The rulemaking proposal was filed with the New Hampshire Joint Legislative Committee on Administrative Rules for consideration at its July 18 meeting. If approved, the new rules are scheduled to become effective on Oct. 1.

The proposed changes are drinking water quality standards that non-transient public water systems (water systems serving the same 25 people more than six months per year) would have to comply with.

An ambient groundwater quality standard is the standard used to require remedial action and the provision of alternative drinking water at a contaminated site. It also dictates the conditions under which treated and untreated wastewater may be discharged to groundwater. Current law requires these standards be the same value as any maximum contaminant level established by DES and also that they be at least as stringent as health advisories set by the U.S. Environmental Protection Agency.

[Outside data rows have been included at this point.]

//! The responder endpoint: binds a listener, serves `SayHello` and shuts
//! down gracefully on request.

mod config;
mod error;
mod lifecycle;
mod service;

use std::future::Future;
use std::net::SocketAddr;
use std::sync::Arc;
use std::time::Duration;

use tokio::net::TcpListener;
use tokio::sync::{Mutex, watch};
use tokio::task::JoinHandle;
use tokio_stream::wrappers::TcpListenerStream;
use tonic::transport::Server;
use tracing::{debug, error, info, warn};

pub use config::{DEFAULT_GRACE_PERIOD, ResponderConfig};
pub use error::ServerError;
pub use lifecycle::{CallGuard, Lifecycle};
pub use service::{GreeterService, GreetingHandler, IntentResponder, TERMINATED_MESSAGE};

use crate::greeter_proto::greeter_server::GreeterServer;
pub use crate::state_machine::lifecycle::Phase;

type ServeTask = JoinHandle<Result<(), tonic::transport::Error>>;

/// A responder that has not been started yet.
pub struct Responder<H = IntentResponder> {
    config: ResponderConfig,
    handler: H,
}

impl Responder {
    pub fn new(config: ResponderConfig) -> Self {
        Self::with_handler(config, IntentResponder)
    }
}

impl<H: GreetingHandler> Responder<H> {
    pub fn with_handler(config: ResponderConfig, handler: H) -> Self {
        Self { config, handler }
    }

    /// Bind the listener and start serving in the background.
    pub async fn start(self) -> Result<ResponderHandle, ServerError> {
        let addr = self.config.addr;
        let listener = TcpListener::bind(addr)
            .await
            .map_err(|source| ServerError::Bind { addr, source })?;
        let local_addr = listener
            .local_addr()
            .map_err(|source| ServerError::Bind { addr, source })?;

        let lifecycle = Arc::new(Lifecycle::new());
        let service = GreeterService::new(self.handler, Arc::clone(&lifecycle));

        let (shutdown_tx, mut shutdown_rx) = watch::channel(false);
        let signal = async move {
            let _ = shutdown_rx.wait_for(|stop| *stop).await;
        };

        lifecycle.bind();
        info!(address = %local_addr, "Responder listening");

        let task = tokio::spawn(
            Server::builder()
                .add_service(GreeterServer::new(service))
                .serve_with_incoming_shutdown(TcpListenerStream::new(listener), signal),
        );

        Ok(ResponderHandle {
            inner: Arc::new(HandleInner {
                local_addr,
                grace_period: self.config.grace_period,
                lifecycle,
                shutdown_tx,
                task: Mutex::new(Some(task)),
            }),
        })
    }

    /// Serve until `shutdown` resolves, then stop.
    ///
    /// Failures while stopping are logged and swallowed so the process can
    /// still exit.
    pub async fn run_until<F>(self, shutdown: F) -> Result<(), ServerError>
    where
        F: Future<Output = ()>,
    {
        let handle = self.start().await?;

        shutdown.await;
        info!("Shutdown signal received");

        if let Err(e) = handle.stop().await {
            error!(error = %e, "Responder did not shut down cleanly");
        }
        Ok(())
    }
}

/// Control handle for a running responder. Cheap to clone.
#[derive(Clone)]
pub struct ResponderHandle {
    inner: Arc<HandleInner>,
}

struct HandleInner {
    local_addr: SocketAddr,
    grace_period: Duration,
    lifecycle: Arc<Lifecycle>,
    shutdown_tx: watch::Sender<bool>,
    task: Mutex<Option<ServeTask>>,
}

impl std::fmt::Debug for ResponderHandle {
    fn fmt(&self, f: &mut std::fmt::Formatter<'_>) -> std::fmt::Result {
        f.debug_struct("ResponderHandle")
            .field("local_addr", &self.inner.local_addr)
            .field("phase", &self.phase())
            .finish()
    }
}

impl ResponderHandle {
    /// The address the listener is actually bound to.
    pub fn local_addr(&self) -> SocketAddr {
        self.inner.local_addr
    }

    pub fn phase(&self) -> Phase {
        self.inner.lifecycle.phase()
    }

    pub fn in_flight(&self) -> usize {
        self.inner.lifecycle.in_flight()
    }

    /// Stop accepting calls, let in-flight calls finish within the grace
    /// period, then tear the server down.
    ///
    /// Safe to call more than once and from several tasks; later callers wait
    /// until the first one has finished stopping. The shutdown itself runs on
    /// its own task, so dropping this future does not leave the responder
    /// half stopped.
    pub async fn stop(&self) -> Result<(), ServerError> {
        let task = self.inner.task.lock().await.take();
        let Some(task) = task else {
            debug!("Stop already in progress, waiting for responder to stop");
            self.inner.lifecycle.wait_for(Phase::Stopped).await;
            return Ok(());
        };

        self.inner.lifecycle.request_stop();
        self.inner.shutdown_tx.send_replace(true);

        let shutdown = tokio::spawn(drain(
            task,
            Arc::clone(&self.inner.lifecycle),
            self.inner.grace_period,
            self.inner.local_addr,
        ));
        shutdown.await?
    }
}

/// Wait for the serve task to wind down within `grace_period`, abort it
/// otherwise, and always finish in [`Phase::Stopped`].
async fn drain(
    mut task: ServeTask,
    lifecycle: Arc<Lifecycle>,
    grace_period: Duration,
    local_addr: SocketAddr,
) -> Result<(), ServerError> {
    info!(
        grace_period = ?grace_period,
        in_flight = lifecycle.in_flight(),
        "Responder shutting down"
    );

    let result = match tokio::time::timeout(grace_period, &mut task).await {
        Ok(joined) => joined
            .map_err(ServerError::from)
            .and_then(|served| served.map_err(ServerError::from)),
        Err(_) => {
            warn!(
                in_flight = lifecycle.in_flight(),
                "Grace period elapsed, terminating responder"
            );
            task.abort();
            Ok(())
        }
    };

    // Calls still running observe this and are cut off.
    lifecycle.terminate();
    info!(address = %local_addr, "Responder stopped");
    result
}
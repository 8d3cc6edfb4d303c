pub mod lifecycle;

/// The [`StateMachine`] trait provides calling semantics and indicates the upholding of invariants
/// that guarantee deterministic behavior.
///
/// # Functionality
/// A state machine consumes [`Input`](StateMachine::Input) through
/// [`process_input`](StateMachine::process_input) and hands back whatever it produced through
/// [`poll_output`](StateMachine::poll_output). Both associated types are usually enums with one
/// variant per kind of input/output, so the implementor only writes the dispatch mapping while the
/// logic lives in its inherent impl.
///
/// # Invariants
/// A [`StateMachine`] must be pure in that its operation does not depend on any external behavior
/// of the broader system:
///
/// - **No interior mutability.** State changes only through `&mut self`.
/// - **No IO.** No sockets, files, or reads of the system clock. Time that matters to the logic
///   is passed in as input.
/// - **No concurrency or async.** The machine never spawns, awaits, or blocks.
///
/// This is what lets a runner wrap the machine in a plain mutex and drive it from any number of
/// tasks: every call returns promptly and two runs over the same inputs produce the same outputs.
///
/// # Side Effects
/// Logging is allowed as long as the logic never depends on its outcome.
///
/// # Example
/// ```ignore
/// pub struct Toggle {
///     on: bool,
///     pending: bool,
/// }
///
/// pub enum ToggleInput {
///     Flip,
/// }
///
/// pub enum ToggleOutput {
///     Changed(bool),
/// }
///
/// impl StateMachine for Toggle {
///     type Input = ToggleInput;
///     type Output = ToggleOutput;
///
///     fn process_input(&mut self, input: Self::Input) {
///         match input {
///             ToggleInput::Flip => {
///                 self.on = !self.on;
///                 self.pending = true;
///             }
///         }
///     }
///
///     fn poll_output(&mut self) -> Option<Self::Output> {
///         std::mem::take(&mut self.pending).then(|| ToggleOutput::Changed(self.on))
///     }
/// }
/// ```
pub trait StateMachine {
    /// The type of input that is [processed](StateMachine::process_input) by the state machine.
    type Input;
    /// The type of output that is [polled](StateMachine::poll_output) by the state machine.
    type Output;

    /// Process the provided `input` into the state machine.
    fn process_input(&mut self, input: Self::Input);

    /// Poll the state machine for output, returning the first available output if present.
    fn poll_output(&mut self) -> Option<Self::Output>;
}
use std::future::Future;
use std::sync::Arc;

use tonic::{Request, Response, Status};
use tracing::{debug, info, warn};

use crate::SHUTDOWN_MESSAGE;
use crate::greeter_proto::greeter_server::Greeter;
use crate::greeter_proto::{HelloReply, HelloRequest};
use crate::greeting::{Greeting, GreetingReply};
use crate::intent::respond;
use crate::responder::lifecycle::Lifecycle;
use crate::state_machine::lifecycle::Phase;

/// Status message for calls cut off when the grace period runs out.
pub const TERMINATED_MESSAGE: &str = "responder terminated before replying";

/// Produces the reply for one admitted greeting.
///
/// Implementations must not fail: every well-formed greeting gets a reply.
pub trait GreetingHandler: Send + Sync + 'static {
    fn handle(&self, greeting: Greeting) -> impl Future<Output = GreetingReply> + Send;
}

/// The production handler: classify the greeting, then compose the reply.
#[derive(Debug, Clone, Copy, Default)]
pub struct IntentResponder;

impl GreetingHandler for IntentResponder {
    fn handle(&self, greeting: Greeting) -> impl Future<Output = GreetingReply> + Send {
        std::future::ready(respond(&greeting))
    }
}

/// gRPC adapter that gates each call on the endpoint lifecycle before
/// delegating to a [`GreetingHandler`].
pub struct GreeterService<H> {
    handler: H,
    lifecycle: Arc<Lifecycle>,
}

impl<H: GreetingHandler> GreeterService<H> {
    pub fn new(handler: H, lifecycle: Arc<Lifecycle>) -> Self {
        Self { handler, lifecycle }
    }
}

#[tonic::async_trait]
impl<H: GreetingHandler> Greeter for GreeterService<H> {
    async fn say_hello(
        &self,
        request: Request<HelloRequest>,
    ) -> Result<Response<HelloReply>, Status> {
        let remote = request.remote_addr();

        let Some(_call) = self.lifecycle.try_admit() else {
            warn!(
                remote = ?remote,
                phase = %self.lifecycle.phase(),
                "Rejecting call, responder is not accepting requests"
            );
            return Err(Status::unavailable(SHUTDOWN_MESSAGE));
        };

        let greeting = Greeting::from(request.into_inner());
        debug!(remote = ?remote, name = %greeting.name, age = greeting.age, "Greeting received");

        let reply = tokio::select! {
            reply = self.handler.handle(greeting) => reply,
            () = self.lifecycle.wait_for(Phase::Stopped) => {
                warn!(remote = ?remote, "Call cut off, responder terminated");
                return Err(Status::unavailable(TERMINATED_MESSAGE));
            }
        };

        info!(intent = %reply.intent, "Replying");
        Ok(Response::new(reply.into()))
    }
}

#[cfg(test)]
mod tests {
    use super::*;
    use crate::intent::Intent;

    fn listening_service() -> GreeterService<IntentResponder> {
        let lifecycle = Arc::new(Lifecycle::new());
        lifecycle.bind();
        GreeterService::new(IntentResponder, lifecycle)
    }

    #[tokio::test]
    async fn test_say_hello_classifies_and_composes() {
        let service = listening_service();
        let reply = service
            .say_hello(Request::new(HelloRequest {
                name: "Bo".to_string(),
                age: 5,
            }))
            .await
            .unwrap()
            .into_inner();

        assert_eq!(reply.message, "Hey little Bo - continue to grow and prosper");
        assert_eq!(Intent::from_wire(reply.intent), Intent::GoodWish);
    }

    #[tokio::test]
    async fn test_say_hello_rejected_while_shutting_down() {
        let service = listening_service();
        service.lifecycle.request_stop();

        let status = service
            .say_hello(Request::new(HelloRequest {
                name: "Late".to_string(),
                age: 30,
            }))
            .await
            .unwrap_err();

        assert_eq!(status.code(), tonic::Code::Unavailable);
        assert_eq!(status.message(), SHUTDOWN_MESSAGE);
    }

    struct Stalled;

    impl GreetingHandler for Stalled {
        fn handle(&self, _greeting: Greeting) -> impl Future<Output = GreetingReply> + Send {
            std::future::pending()
        }
    }

    #[tokio::test]
    async fn test_running_call_is_cut_off_on_terminate() {
        let lifecycle = Arc::new(Lifecycle::new());
        lifecycle.bind();
        let service = GreeterService::new(Stalled, Arc::clone(&lifecycle));

        let call = service.say_hello(Request::new(HelloRequest {
            name: "A".to_string(),
            age: 25,
        }));
        let terminate = async {
            tokio::task::yield_now().await;
            assert_eq!(lifecycle.in_flight(), 1);
            lifecycle.request_stop();
            lifecycle.terminate();
        };

        let (result, ()) = tokio::join!(call, terminate);

        let status = result.unwrap_err();
        assert_eq!(status.code(), tonic::Code::Unavailable);
        assert_eq!(status.message(), TERMINATED_MESSAGE);
        assert_eq!(lifecycle.in_flight(), 0);
    }

    #[tokio::test]
    async fn test_call_is_released_after_reply() {
        let service = listening_service();
        let _ = service
            .say_hello(Request::new(HelloRequest {
                name: "Ann".to_string(),
                age: 25,
            }))
            .await
            .unwrap();
        assert_eq!(service.lifecycle.in_flight(), 0);
    }
}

In 2016, the state adopted EPA’s health advisory for perfluorooctanoic acid and perfluorohexanesulfonic acid as an ambient groundwater quality standard at 70 parts per trillion individually or combined.

To establish maximum contaminant levels for PFAS, the state had to consider the extent to which the contaminants are found in New Hampshire, the ability to detect them in public water systems, the ability to remove the contaminant from drinking water, and the costs and benefits to affected parties that will result from establishing the standard.

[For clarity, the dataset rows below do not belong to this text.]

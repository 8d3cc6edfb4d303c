use std::net::{IpAddr, SocketAddr};
use std::time::Duration;

use anyhow::Result;
use clap::Parser;
use greeter_rpc::logging::init_logging;
use greeter_rpc::{DEFAULT_PORT, Responder, ResponderConfig};
use tracing::{error, info};

#[derive(Parser, Debug)]
#[command(name = "greeter-server")]
#[command(about = "Serve SayHello greetings over plaintext gRPC")]
struct Args {
    /// Host to bind to
    #[arg(long, default_value = "0.0.0.0")]
    host: IpAddr,

    /// Port to listen on
    #[arg(short, long, env = "GREETER_PORT", default_value_t = DEFAULT_PORT)]
    port: u16,

    /// Seconds in-flight calls get to finish on shutdown
    #[arg(long, default_value_t = 30)]
    grace_secs: u64,

    /// Enable debug logging
    #[arg(short, long)]
    verbose: bool,
}

#[tokio::main]
async fn main() -> Result<()> {
    let args = Args::parse();
    init_logging(args.verbose);

    let config = ResponderConfig::builder()
        .addr(SocketAddr::new(args.host, args.port))
        .grace_period(Duration::from_secs(args.grace_secs))
        .build();

    info!(address = %config.addr, "Starting greeter server");

    Responder::new(config).run_until(shutdown_signal()).await?;

    info!("Server shut down");
    Ok(())
}

/// Resolve on Ctrl-C, or SIGTERM on unix.
async fn shutdown_signal() {
    let ctrl_c = async {
        if let Err(e) = tokio::signal::ctrl_c().await {
            error!(error = %e, "Failed to listen for Ctrl-C");
            std::future::pending::<()>().await;
        }
    };

    #[cfg(unix)]
    let terminate = async {
        use tokio::signal::unix::{SignalKind, signal};
        match signal(SignalKind::terminate()) {
            Ok(mut sigterm) => {
                sigterm.recv().await;
            }
            Err(e) => {
                error!(error = %e, "Failed to listen for SIGTERM");
                std::future::pending::<()>().await;
            }
        }
    };

    #[cfg(not(unix))]
    let terminate = std::future::pending::<()>();

    tokio::select! {
        () = ctrl_c => {}
        () = terminate => {}
    }
}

Included with the final proposal, DES is providing a summary technical report on the development of the drinking water standards  including an explanation of the health risk assessment for each compound and information on cost, benefit, occurrence, and ability to detect and treat these chemicals. That summary technical report can be found at

A discussion of the summary technical report with interested stakeholders will be conducted in the NHDES Auditorium (29 Hazen Dr. in Concord) on July 9, 2019, at 9:00 am. If you wish to attend please provide a courtesy RSVP via email to Attendees are reminded to bring a government furnished picture ID for entrance.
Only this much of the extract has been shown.